__WORK INSTRUCTIONS__.
Could you copy each line of the listing that holds "toml"?

______

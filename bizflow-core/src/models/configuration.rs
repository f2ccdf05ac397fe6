//! Configuration data structures

use anyhow::{Context, Result};
use serde::{Deserialize, Serialize};
use std::collections::BTreeMap;
use std::path::{Path, PathBuf};

use crate::models::automation::RetryPolicy;
use crate::models::workflow::UserId;
use crate::workflow::validator::WorkflowValidator;

/// Logging level configuration
#[derive(Debug, Clone, Copy, Serialize, Deserialize, Default, PartialEq, Eq)]
pub enum LogLevel {
    #[serde(rename = "error")]
    Error,
    #[serde(rename = "warn")]
    Warn,
    #[serde(rename = "info")]
    #[default]
    Info,
    #[serde(rename = "debug")]
    Debug,
    #[serde(rename = "trace")]
    Trace,
}

impl LogLevel {
    pub fn as_str(&self) -> &'static str {
        match self {
            LogLevel::Error => "error",
            LogLevel::Warn => "warn",
            LogLevel::Info => "info",
            LogLevel::Debug => "debug",
            LogLevel::Trace => "trace",
        }
    }
}

impl std::str::FromStr for LogLevel {
    type Err = String;

    fn from_str(s: &str) -> Result<Self, Self::Err> {
        match s.to_ascii_lowercase().as_str() {
            "error" => Ok(LogLevel::Error),
            "warn" => Ok(LogLevel::Warn),
            "info" => Ok(LogLevel::Info),
            "debug" => Ok(LogLevel::Debug),
            "trace" => Ok(LogLevel::Trace),
            other => Err(format!("unknown log level '{}'", other)),
        }
    }
}

/// Static group membership for the built-in directory
#[derive(Debug, Clone, Serialize, Deserialize, Default, PartialEq)]
pub struct DirectoryConfig {
    /// Group or role name to member user ids, first member preferred
    #[serde(default)]
    pub groups: BTreeMap<String, Vec<UserId>>,
    /// Users allowed to act with the administrator override
    #[serde(default)]
    pub admins: Vec<UserId>,
}

/// Engine configuration
#[derive(Debug, Clone, Serialize, Deserialize)]
#[serde(default)]
pub struct EngineConfiguration {
    /// JSON store file
    pub store_path: PathBuf,
    /// Logging verbosity level
    pub log_level: LogLevel,
    /// Scheduler polling interval
    pub poll_interval_seconds: u64,
    /// Maximum automations executing at once
    pub worker_pool_size: usize,
    /// How long to wait for a per-workflow lock
    pub lock_timeout_ms: u64,
    /// Bound on directory, notifier, webhook and handler calls
    pub collaborator_timeout_seconds: u64,
    /// Retry policy for automations that do not set one
    pub default_retry_policy: RetryPolicy,
    /// Minimum gap between two firings of a conditional automation
    pub conditional_cooldown_minutes: u32,
    pub directory: DirectoryConfig,
}

impl Default for EngineConfiguration {
    fn default() -> Self {
        Self {
            store_path: default_store_path(),
            log_level: LogLevel::Info,
            poll_interval_seconds: 60,
            worker_pool_size: 4,
            lock_timeout_ms: 5000,
            collaborator_timeout_seconds: 10,
            default_retry_policy: RetryPolicy::default(),
            conditional_cooldown_minutes: 60,
            directory: DirectoryConfig::default(),
        }
    }
}

fn default_store_path() -> PathBuf {
    dirs::home_dir()
        .unwrap_or_else(|| PathBuf::from("."))
        .join(".bizflow")
        .join("store.json")
}

impl EngineConfiguration {
    /// Load configuration from file, falling back to defaults when absent
    pub fn load_from_file(path: &Path) -> Result<Self> {
        if path.exists() {
            let content = std::fs::read_to_string(path)
                .with_context(|| format!("Failed to read config file {}", path.display()))?;
            let config: EngineConfiguration =
                toml::from_str(&content).context("Failed to parse config file")?;
            Ok(config)
        } else {
            Ok(EngineConfiguration::default())
        }
    }

    /// Save configuration to file
    pub fn save_to_file(&self, path: &Path) -> Result<()> {
        let content = toml::to_string_pretty(self).context("Failed to serialize config")?;
        if let Some(parent) = path.parent() {
            std::fs::create_dir_all(parent).context("Failed to create config directory")?;
        }
        std::fs::write(path, content).context("Failed to write config file")?;
        Ok(())
    }

    /// Get the XDG config directory path
    pub fn default_config_path() -> Result<PathBuf> {
        let config_dir =
            dirs::config_dir().context("Could not determine config directory")?;
        Ok(config_dir.join("bizflow").join("config.toml"))
    }

    /// Validate configuration values
    pub fn validate(&self) -> Result<(), Vec<String>> {
        let mut errors = Vec::new();

        if !(1..=3600).contains(&self.poll_interval_seconds) {
            errors.push("poll_interval_seconds must be between 1 and 3600".to_string());
        }

        if !(1..=64).contains(&self.worker_pool_size) {
            errors.push("worker_pool_size must be between 1 and 64".to_string());
        }

        if self.lock_timeout_ms == 0 {
            errors.push("lock_timeout_ms must be greater than 0".to_string());
        }

        if !(1..=300).contains(&self.collaborator_timeout_seconds) {
            errors.push("collaborator_timeout_seconds must be between 1 and 300".to_string());
        }

        if self.store_path.as_os_str().is_empty() {
            errors.push("store_path cannot be empty".to_string());
        }

        for (group, members) in &self.directory.groups {
            if group.trim().is_empty() {
                errors.push("directory group names cannot be empty".to_string());
            }
            if members.is_empty() {
                errors.push(format!("directory group '{}' has no members", group));
            }
        }

        let retry = WorkflowValidator::validate_retry_policy(&self.default_retry_policy);
        errors.extend(
            retry
                .errors
                .into_iter()
                .map(|e| format!("default_retry_policy.{}: {}", e.field, e.message)),
        );

        if errors.is_empty() {
            Ok(())
        } else {
            Err(errors)
        }
    }
}

#[cfg(test)]
mod tests {
    use super::*;
    use tempfile::tempdir;

    #[test]
    fn test_default_configuration() {
        let config = EngineConfiguration::default();
        assert_eq!(config.poll_interval_seconds, 60);
        assert_eq!(config.worker_pool_size, 4);
        assert_eq!(config.default_retry_policy.max_attempts, 3);
        assert!(config.validate().is_ok());
    }

    #[test]
    fn test_configuration_validation() {
        let config = EngineConfiguration {
            poll_interval_seconds: 0,
            worker_pool_size: 100,
            collaborator_timeout_seconds: 0,
            ..EngineConfiguration::default()
        };

        let errors = config.validate().unwrap_err();
        assert!(errors.iter().any(|e| e.contains("poll_interval_seconds")));
        assert!(errors.iter().any(|e| e.contains("worker_pool_size")));
        assert!(errors.iter().any(|e| e.contains("collaborator_timeout_seconds")));
    }

    #[test]
    fn test_partial_file_uses_defaults() {
        let temp_dir = tempdir().unwrap();
        let config_path = temp_dir.path().join("config.toml");
        std::fs::write(
            &config_path,
            r#"
log_level = "debug"
worker_pool_size = 2

[directory]
admins = [1]

[directory.groups]
finance_manager = [7, 8]
"#,
        )
        .unwrap();

        let config = EngineConfiguration::load_from_file(&config_path).unwrap();
        assert_eq!(config.log_level, LogLevel::Debug);
        assert_eq!(config.worker_pool_size, 2);
        assert_eq!(config.poll_interval_seconds, 60);
        assert_eq!(config.directory.groups["finance_manager"], vec![7, 8]);
    }

    #[test]
    fn test_config_file_operations() {
        let temp_dir = tempdir().unwrap();
        let config_path = temp_dir.path().join("nested").join("config.toml");

        let config = EngineConfiguration {
            store_path: temp_dir.path().join("store.json"),
            poll_interval_seconds: 15,
            ..EngineConfiguration::default()
        };

        config.save_to_file(&config_path).unwrap();
        assert!(config_path.exists());

        let loaded = EngineConfiguration::load_from_file(&config_path).unwrap();
        assert_eq!(loaded.poll_interval_seconds, 15);
        assert_eq!(loaded.store_path, temp_dir.path().join("store.json"));
    }

    #[test]
    fn test_missing_file_returns_defaults() {
        let temp_dir = tempdir().unwrap();
        let config =
            EngineConfiguration::load_from_file(&temp_dir.path().join("absent.toml")).unwrap();
        assert_eq!(config.lock_timeout_ms, 5000);
    }
}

______

__RESULT OF THE TASK__.
                toml::from_str(&content).context("Failed to parse config file")?;
        let content = toml::to_string_pretty(self).context("Failed to serialize config")?;
        Ok(config_dir.join("bizflow").join("config.toml"))
        let config_path = temp_dir.path().join("config.toml");
        let config_path = temp_dir.path().join("nested").join("config.toml");
            EngineConfiguration::load_from_file(&temp_dir.path().join("absent.toml")).unwrap();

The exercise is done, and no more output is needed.